:: SUPPLIED DATA

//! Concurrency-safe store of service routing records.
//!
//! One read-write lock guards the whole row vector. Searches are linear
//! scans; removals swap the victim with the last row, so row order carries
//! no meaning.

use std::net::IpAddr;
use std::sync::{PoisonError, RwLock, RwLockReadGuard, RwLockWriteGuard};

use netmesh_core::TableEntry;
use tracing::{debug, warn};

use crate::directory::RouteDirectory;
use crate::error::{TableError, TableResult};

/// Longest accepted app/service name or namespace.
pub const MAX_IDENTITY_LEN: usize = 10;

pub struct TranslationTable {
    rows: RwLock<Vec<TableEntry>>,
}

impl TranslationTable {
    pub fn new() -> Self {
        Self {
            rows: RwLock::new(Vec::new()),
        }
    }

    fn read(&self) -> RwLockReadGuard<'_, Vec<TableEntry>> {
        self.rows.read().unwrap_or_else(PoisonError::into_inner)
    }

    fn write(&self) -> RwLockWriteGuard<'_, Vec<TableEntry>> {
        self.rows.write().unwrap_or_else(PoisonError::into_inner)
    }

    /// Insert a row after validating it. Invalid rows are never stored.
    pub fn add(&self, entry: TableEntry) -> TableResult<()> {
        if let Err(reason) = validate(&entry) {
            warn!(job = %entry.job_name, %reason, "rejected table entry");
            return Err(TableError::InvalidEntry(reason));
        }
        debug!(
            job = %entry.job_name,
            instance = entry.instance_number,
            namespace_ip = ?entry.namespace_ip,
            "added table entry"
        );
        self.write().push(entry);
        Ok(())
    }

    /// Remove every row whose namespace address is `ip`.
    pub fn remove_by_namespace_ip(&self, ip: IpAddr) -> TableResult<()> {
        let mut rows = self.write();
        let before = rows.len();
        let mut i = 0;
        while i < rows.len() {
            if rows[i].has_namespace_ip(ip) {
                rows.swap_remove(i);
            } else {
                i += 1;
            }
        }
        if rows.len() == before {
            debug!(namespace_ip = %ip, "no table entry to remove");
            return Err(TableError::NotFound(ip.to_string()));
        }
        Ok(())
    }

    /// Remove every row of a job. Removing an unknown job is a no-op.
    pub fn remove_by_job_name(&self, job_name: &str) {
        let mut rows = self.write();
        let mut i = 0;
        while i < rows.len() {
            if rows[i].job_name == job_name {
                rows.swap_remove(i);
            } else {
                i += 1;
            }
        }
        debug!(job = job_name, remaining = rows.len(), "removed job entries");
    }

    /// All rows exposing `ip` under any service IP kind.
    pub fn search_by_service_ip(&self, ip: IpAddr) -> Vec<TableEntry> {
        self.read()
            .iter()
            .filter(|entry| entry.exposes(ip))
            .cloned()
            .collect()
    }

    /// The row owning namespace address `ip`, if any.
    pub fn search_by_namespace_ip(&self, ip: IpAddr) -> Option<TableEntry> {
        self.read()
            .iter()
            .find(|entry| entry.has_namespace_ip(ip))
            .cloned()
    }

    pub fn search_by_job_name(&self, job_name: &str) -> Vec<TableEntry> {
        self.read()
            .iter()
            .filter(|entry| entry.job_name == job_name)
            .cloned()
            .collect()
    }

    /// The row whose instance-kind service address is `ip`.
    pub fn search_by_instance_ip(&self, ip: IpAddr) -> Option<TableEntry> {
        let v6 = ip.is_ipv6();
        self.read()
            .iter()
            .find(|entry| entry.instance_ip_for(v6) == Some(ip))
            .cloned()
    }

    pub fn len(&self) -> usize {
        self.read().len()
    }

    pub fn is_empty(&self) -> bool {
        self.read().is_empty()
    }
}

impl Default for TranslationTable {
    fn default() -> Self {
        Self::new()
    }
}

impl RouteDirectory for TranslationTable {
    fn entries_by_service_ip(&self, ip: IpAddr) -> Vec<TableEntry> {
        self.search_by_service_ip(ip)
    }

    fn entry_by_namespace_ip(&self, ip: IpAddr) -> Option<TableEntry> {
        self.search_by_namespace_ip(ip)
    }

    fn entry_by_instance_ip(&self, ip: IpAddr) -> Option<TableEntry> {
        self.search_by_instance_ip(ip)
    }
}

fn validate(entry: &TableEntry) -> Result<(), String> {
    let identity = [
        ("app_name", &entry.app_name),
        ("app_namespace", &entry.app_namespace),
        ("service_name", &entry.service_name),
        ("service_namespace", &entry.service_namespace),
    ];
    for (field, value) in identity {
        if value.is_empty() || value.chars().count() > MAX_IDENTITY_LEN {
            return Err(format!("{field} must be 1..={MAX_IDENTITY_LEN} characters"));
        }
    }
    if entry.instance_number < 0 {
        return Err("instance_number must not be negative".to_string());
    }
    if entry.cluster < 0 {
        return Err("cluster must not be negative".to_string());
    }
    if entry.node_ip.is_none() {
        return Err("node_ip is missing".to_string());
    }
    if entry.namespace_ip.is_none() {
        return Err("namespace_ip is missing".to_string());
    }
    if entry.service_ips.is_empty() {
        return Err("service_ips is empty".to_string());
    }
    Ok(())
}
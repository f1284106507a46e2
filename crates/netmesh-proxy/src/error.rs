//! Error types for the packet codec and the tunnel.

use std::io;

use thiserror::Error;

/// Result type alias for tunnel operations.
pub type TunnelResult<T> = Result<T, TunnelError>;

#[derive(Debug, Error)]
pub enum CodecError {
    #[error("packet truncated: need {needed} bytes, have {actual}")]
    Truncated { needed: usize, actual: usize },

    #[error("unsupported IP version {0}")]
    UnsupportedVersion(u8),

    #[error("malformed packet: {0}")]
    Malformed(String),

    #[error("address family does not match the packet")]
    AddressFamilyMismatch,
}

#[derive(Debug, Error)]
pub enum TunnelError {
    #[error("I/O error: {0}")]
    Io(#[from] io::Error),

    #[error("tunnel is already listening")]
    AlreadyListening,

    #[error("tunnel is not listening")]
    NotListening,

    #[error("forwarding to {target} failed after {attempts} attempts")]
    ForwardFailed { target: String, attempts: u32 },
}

::::

EXERCISE INSTRUCTIONS: Given the records above, reproduce precisely and only the lines between the line holding "pub fn search_by_instance_ip(&self, ip: IpAddr)" and the line holding "impl RouteDirectory for", inclusive.

YOUR RESPONSE:
    pub fn search_by_instance_ip(&self, ip: IpAddr) -> Option<TableEntry> {
        let v6 = ip.is_ipv6();
        self.read()
            .iter()
            .find(|entry| entry.instance_ip_for(v6) == Some(ip))
            .cloned()
    }

    pub fn len(&self) -> usize {
        self.read().len()
    }

    pub fn is_empty(&self) -> bool {
        self.read().is_empty()
    }
}

impl Default for TranslationTable {
    fn default() -> Self {
        Self::new()
    }
}

impl RouteDirectory for TranslationTable {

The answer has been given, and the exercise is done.